福恒合上刀,抬眼,嘴角扯起一抹笑意,看着这个记忆说很爱很爱的女人,只是奇怪自己为什么记不住她的名字,一如他一见怡亲王就知道亲王叫永铭,亲王的身体受不得累一样。
“等爷回来,爷难道又忘了?”
女人笑着,抬起她脸上福恒唯一觉得可看一双杏眼,有些羞,手里拿着外衣给福恒披上。
“今天……是你!”还真是锲而不舍。
福恒垂眼,心烦,又是那个每房轮流伺候他的排次,他福恒成什么了?
大家族的规矩不好懂,他并非好色之徒,为什么要给他娶那么多女人?难道怕他战死,要多留血脉?他福恒算什么,一个皇上的私生子罢了,就算给他皇子们的妻妾人数,又能代表什么?不过是他福恒看似艳福不浅,实则苦不堪言——
一群老婆排出来,他福恒至今算得上认识的只有三个……
“恩,唤月,一直等爷回来,真担心爷不回来,要么是又醉了!”女人笑得腼腆,小心地避开福恒手中的刀,去扶福恒起来。
风再度吹来一阵香,福恒一怔,他笑了笑,他怎么又忘了,唤月,是他福恒最爱的人的名字啊!
“爷,我们回屋了,下雨风冷得很。

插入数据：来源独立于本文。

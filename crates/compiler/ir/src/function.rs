//! # Functions
//!
//! A function owns its parameters, its return type and a single body block.
//! Entry points additionally carry a pipeline stage and IO attributes on their
//! parameters and return value.

use std::fmt;

use crate::{BlockId, TypeId, ValueId};

#[derive(Debug, Clone, Copy, PartialEq, Eq, Hash)]
pub enum PipelineStage {
    Compute { workgroup_size: [u32; 3] },
    Fragment,
    Vertex,
}

impl fmt::Display for PipelineStage {
    fn fmt(&self, f: &mut fmt::Formatter<'_>) -> fmt::Result {
        match self {
            Self::Compute {
                workgroup_size: [x, y, z],
            } => write!(f, "@compute @workgroup_size({x}, {y}, {z})"),
            Self::Fragment => write!(f, "@fragment"),
            Self::Vertex => write!(f, "@vertex"),
        }
    }
}

/// Shader IO builtins
#[derive(Debug, Clone, Copy, PartialEq, Eq, Hash)]
pub enum BuiltinValue {
    Position,
    FragDepth,
    FrontFacing,
    GlobalInvocationId,
    LocalInvocationId,
    LocalInvocationIndex,
    NumWorkgroups,
    WorkgroupId,
    VertexIndex,
    InstanceIndex,
    SampleIndex,
    SampleMask,
}

impl BuiltinValue {
    pub const fn name(self) -> &'static str {
        match self {
            Self::Position => "position",
            Self::FragDepth => "frag_depth",
            Self::FrontFacing => "front_facing",
            Self::GlobalInvocationId => "global_invocation_id",
            Self::LocalInvocationId => "local_invocation_id",
            Self::LocalInvocationIndex => "local_invocation_index",
            Self::NumWorkgroups => "num_workgroups",
            Self::WorkgroupId => "workgroup_id",
            Self::VertexIndex => "vertex_index",
            Self::InstanceIndex => "instance_index",
            Self::SampleIndex => "sample_index",
            Self::SampleMask => "sample_mask",
        }
    }
}

/// Attributes of an entry point parameter or return value
#[derive(Debug, Clone, Copy, PartialEq, Eq, Hash, Default)]
pub struct IoAttributes {
    pub builtin: Option<BuiltinValue>,
    pub location: Option<u32>,
    pub invariant: bool,
}

impl IoAttributes {
    pub const fn builtin(value: BuiltinValue) -> Self {
        Self {
            builtin: Some(value),
            location: None,
            invariant: false,
        }
    }

    pub const fn location(location: u32) -> Self {
        Self {
            builtin: None,
            location: Some(location),
            invariant: false,
        }
    }

    pub const fn is_empty(&self) -> bool {
        self.builtin.is_none() && self.location.is_none() && !self.invariant
    }
}

impl fmt::Display for IoAttributes {
    fn fmt(&self, f: &mut fmt::Formatter<'_>) -> fmt::Result {
        let mut parts = Vec::new();
        if self.invariant {
            parts.push("@invariant".to_string());
        }
        if let Some(location) = self.location {
            parts.push(format!("@location({location})"));
        }
        if let Some(builtin) = self.builtin {
            parts.push(format!("@{}", builtin.name()));
        }
        write!(f, "[{}]", parts.join(", "))
    }
}

#[derive(Debug, Clone, PartialEq, Eq)]
pub struct Function {
    pub(crate) name: String,
    pub(crate) params: Vec<ValueId>,
    pub(crate) param_attributes: Vec<IoAttributes>,
    pub(crate) return_type: TypeId,
    pub(crate) return_attributes: IoAttributes,
    pub(crate) block: BlockId,
    pub(crate) stage: Option<PipelineStage>,
}

impl Function {
    pub fn name(&self) -> &str {
        &self.name
    }

    pub fn params(&self) -> &[ValueId] {
        &self.params
    }

    pub fn param_attributes(&self, index: usize) -> IoAttributes {
        self.param_attributes.get(index).copied().unwrap_or_default()
    }

    pub const fn return_type(&self) -> TypeId {
        self.return_type
    }

    pub const fn return_attributes(&self) -> IoAttributes {
        self.return_attributes
    }

    /// The body block
    pub const fn block(&self) -> BlockId {
        self.block
    }

    pub const fn stage(&self) -> Option<PipelineStage> {
        self.stage
    }

    pub const fn is_entry_point(&self) -> bool {
        self.stage.is_some()
    }
}

#[cfg(test)]
mod tests {
    use super::*;

    #[test]
    fn test_stage_attributes() {
        let compute = PipelineStage::Compute {
            workgroup_size: [8, 4, 1],
        };
        assert_eq!(compute.to_string(), "@compute @workgroup_size(8, 4, 1)");
        assert_eq!(PipelineStage::Fragment.to_string(), "@fragment");
    }

    #[test]
    fn test_io_attributes() {
        let mut attrs = IoAttributes::builtin(BuiltinValue::Position);
        attrs.invariant = true;
        assert_eq!(attrs.to_string(), "[@invariant, @position]");
        assert_eq!(IoAttributes::location(1).to_string(), "[@location(1)]");
        assert!(IoAttributes::default().is_empty());
    }
}
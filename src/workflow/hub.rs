//! Assistant hub: a greeting menu that fans out to Q&A, knowledge and the
//! skills data pipeline

use super::Workflow;
use crate::config::ConfigError;
use crate::handler::{Handler, LlmHandler};
use crate::llm::LlmService;
use crate::router::{RoutingRule, RoutingRules};
use crate::state_machine::{
    CompletionRule, StateGraph, WorkflowState, AGENT_COMPLETED, USER_DECISION,
};
use std::sync::Arc;

#[derive(Debug, Clone, Copy, PartialEq, Eq, Hash)]
pub enum HubState {
    GreetingIntent,
    GeneralQa,
    KnowledgeFlow,
    SkillsGreeting,
    SeedDataCreation,
    DataGeneration,
    ReviewExit,
}

impl WorkflowState for HubState {
    const ALL: &'static [Self] = &[
        Self::GreetingIntent,
        Self::GeneralQa,
        Self::KnowledgeFlow,
        Self::SkillsGreeting,
        Self::SeedDataCreation,
        Self::DataGeneration,
        Self::ReviewExit,
    ];

    fn name(self) -> &'static str {
        match self {
            Self::GreetingIntent => "GREETING_INTENT",
            Self::GeneralQa => "GENERAL_QA",
            Self::KnowledgeFlow => "KNOWLEDGE_FLOW",
            Self::SkillsGreeting => "SKILLS_GREETING",
            Self::SeedDataCreation => "SEED_DATA_CREATION",
            Self::DataGeneration => "DATA_GENERATION",
            Self::ReviewExit => "REVIEW_EXIT",
        }
    }

    fn description(self) -> &'static str {
        match self {
            Self::GreetingIntent => "Welcome the user and find out what they want to do",
            Self::GeneralQa => "Answer questions about synthetic data generation",
            Self::KnowledgeFlow => "Handle knowledge data requests (not yet available)",
            Self::SkillsGreeting => "Explain skills data and find the user's starting point",
            Self::SeedDataCreation => "Create a seed data JSONL file from the user's requirements",
            Self::DataGeneration => "Generate synthetic training data from approved seed data",
            Self::ReviewExit => "Review generated data and decide what happens next",
        }
    }

    fn completion_criteria(self) -> &'static str {
        match self {
            Self::GreetingIntent => "User picks an option (Q&A, skills or knowledge)",
            Self::GeneralQa => "User wants to go back to the menu or is done",
            Self::KnowledgeFlow => "User acknowledges that knowledge data is not available",
            Self::SkillsGreeting => "User says whether they already have seed data",
            Self::SeedDataCreation => "Seed data file written and reported complete",
            Self::DataGeneration => "Synthetic data generated and saved",
            Self::ReviewExit => "User accepts, asks for changes, or returns to the menu",
        }
    }
}

impl Workflow for HubState {
    const TITLE: &'static str = "Synthetic Data Assistant";

    fn graph() -> Result<StateGraph<Self>, ConfigError> {
        use HubState::{
            DataGeneration, GeneralQa, GreetingIntent, KnowledgeFlow, ReviewExit, SeedDataCreation,
            SkillsGreeting,
        };

        StateGraph::builder(GreetingIntent)
            .edges(GreetingIntent, [GeneralQa, KnowledgeFlow, SkillsGreeting])
            .edges(GeneralQa, [GreetingIntent])
            .edges(KnowledgeFlow, [GreetingIntent])
            .edges(SkillsGreeting, [SeedDataCreation, DataGeneration, GreetingIntent])
            .edges(SeedDataCreation, [DataGeneration, GreetingIntent])
            .edges(DataGeneration, [ReviewExit, GreetingIntent])
            .edges(ReviewExit, [SeedDataCreation, GreetingIntent])
            .rule(SeedDataCreation, CompletionRule::flag(AGENT_COMPLETED))
            .rule(DataGeneration, CompletionRule::flag(AGENT_COMPLETED))
            .rule(
                ReviewExit,
                CompletionRule::one_of(USER_DECISION, ["accept", "changes", "menu"]),
            )
            .build()
    }

    fn default_routing_rules() -> RoutingRules {
        RoutingRules {
            rules: vec![
                RoutingRule::new(
                    "GREETING_INTENT",
                    &[r"\bmain menu\b", r"\bmenu\b", r"\bgo back\b", r"\bhome\b"],
                ),
                RoutingRule::new(
                    "SEED_DATA_CREATION",
                    &[
                        r"\b(create|make|build|write)\b.*\bseed\b",
                        r"\bneed seed data\b",
                        r"\bmake changes\b",
                        r"\bmodify\b.*\bseed\b",
                    ],
                ),
                RoutingRule::new(
                    "DATA_GENERATION",
                    &[r"\bgenerate\b", r"\bhave seed data\b", r"\balready have\b"],
                )
                .from_states(&["SKILLS_GREETING", "SEED_DATA_CREATION"]),
                RoutingRule::new("REVIEW_EXIT", &[r"\breview\b", r"\bshow (me )?the results\b"]),
                RoutingRule::new(
                    "SKILLS_GREETING",
                    &[r"\bskills?\b", r"\btraining data\b", r"\bsynthetic data\b"],
                ),
                RoutingRule::new("KNOWLEDGE_FLOW", &[r"\bknowledge\b"]),
                RoutingRule::new(
                    "GENERAL_QA",
                    &[r"\bquestions?\b", r"\bwhat is\b", r"\bexplain\b", r"\bhow (do|does|can)\b"],
                ),
            ],
        }
    }

    fn handler_for(state: Self, llm: &Arc<dyn LlmService>) -> Arc<dyn Handler> {
        let (name, instruction) = match state {
            Self::GreetingIntent => (
                "greeting",
                "You greet users of a synthetic data generation assistant. Offer three options: \
                 general questions, skills data generation, and knowledge data generation. Keep it \
                 short and ask which one they want.",
            ),
            Self::GeneralQa => (
                "general_qa",
                "You answer questions about synthetic data generation, seed data, and the \
                 difference between skills and knowledge data. Be accurate and concise. Mention \
                 that the user can say 'menu' to go back.",
            ),
            Self::KnowledgeFlow => (
                "knowledge_flow",
                "Knowledge data generation is not available yet. Explain briefly what knowledge \
                 data is, suggest skills data generation instead, and offer to return to the menu.",
            ),
            Self::SkillsGreeting => (
                "skills_greeting",
                "You introduce skills data generation. Explain what seed data is and ask whether \
                 the user already has seed data (then they can generate right away) or needs to \
                 create it first.",
            ),
            Self::SeedDataCreation => (
                "seed_data_creator",
                "You create seed data in JSONL format from the user's requirements. Each line has \
                 task_description, seed_question and seed_response fields. Show the examples you \
                 wrote. Signal completion once the seed data is finished and record \
                 has_seed_data=true.",
            ),
            Self::DataGeneration => (
                "data_generator",
                "You generate synthetic training data from the approved seed data. Summarize the \
                 generation settings, report the result, and signal completion when the data has \
                 been produced.",
            ),
            Self::ReviewExit => (
                "review_exit",
                "You present the generated data and ask the user to accept it, make changes to \
                 the seed data, or return to the menu. Record their choice as user_decision \
                 (accept, changes or menu).",
            ),
        };
        Arc::new(LlmHandler::new(name, instruction, llm.clone()))
    }

    fn flow_summary() -> &'static str {
        "GREETING_INTENT -> GENERAL_QA | KNOWLEDGE_FLOW | SKILLS_GREETING\n\
         SKILLS_GREETING -> SEED_DATA_CREATION | DATA_GENERATION\n\
         SEED_DATA_CREATION -> DATA_GENERATION -> REVIEW_EXIT\n\
         REVIEW_EXIT -> SEED_DATA_CREATION (changes) | GREETING_INTENT (menu)"
    }
}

”女人笑着,拉着福恒走。
福恒笑,眼中又是那团迷雾,迷雾里的人牵着他说:“康安,下雨躲在树下,不冷吗?”
“不冷,你拉着我就特别暖和!”福恒拉紧迷雾里的人笑,“唤月,你别信八爷的话,我不是太子的人,康安只听你的!”
“八爷……是谁?”唤月正高兴,忽听后面那一句话,心里不禁又咯噔了一下,知道自己又被当成另一个人了。
“八爷是谁?八爷不就是你八哥?”福恒冷哼,一脸冷冷地看着唤月,“你不是信他话,疏远我吗?”
“爷,冤枉唤月了!爷,先进屋!”
唤月心里叫苦,真不知道丈夫又把自己当成了谁,每次都这样,答非所问,一会八哥,一会程潜,还有朗月什么的……
福恒跟着唤月进屋,依旧觉得雾蒙蒙的,但是他特别喜欢梦里这么雾蒙蒙的,因为那个人就会来,让人不想醒。
福恒带上门,抬眼,皱眉,只见一女人笑,惑色里妖娆妩媚,宛若挑起的灯花,明眸善睐。
福恒眼眯,只觉得那女人眼过烛火时,自己就看见了雾蒙蒙那头的另一双眼,那双眼修长,眼尾上挑,在烛火前挑起时,就有一道琥珀色的光,任是无情也动人,那是……那是怡亲王的眼。
福恒瞠目,他第一次想起梦中人的身份,但是这名字只是一闪而过,只剩下那双眼笑得魅惑。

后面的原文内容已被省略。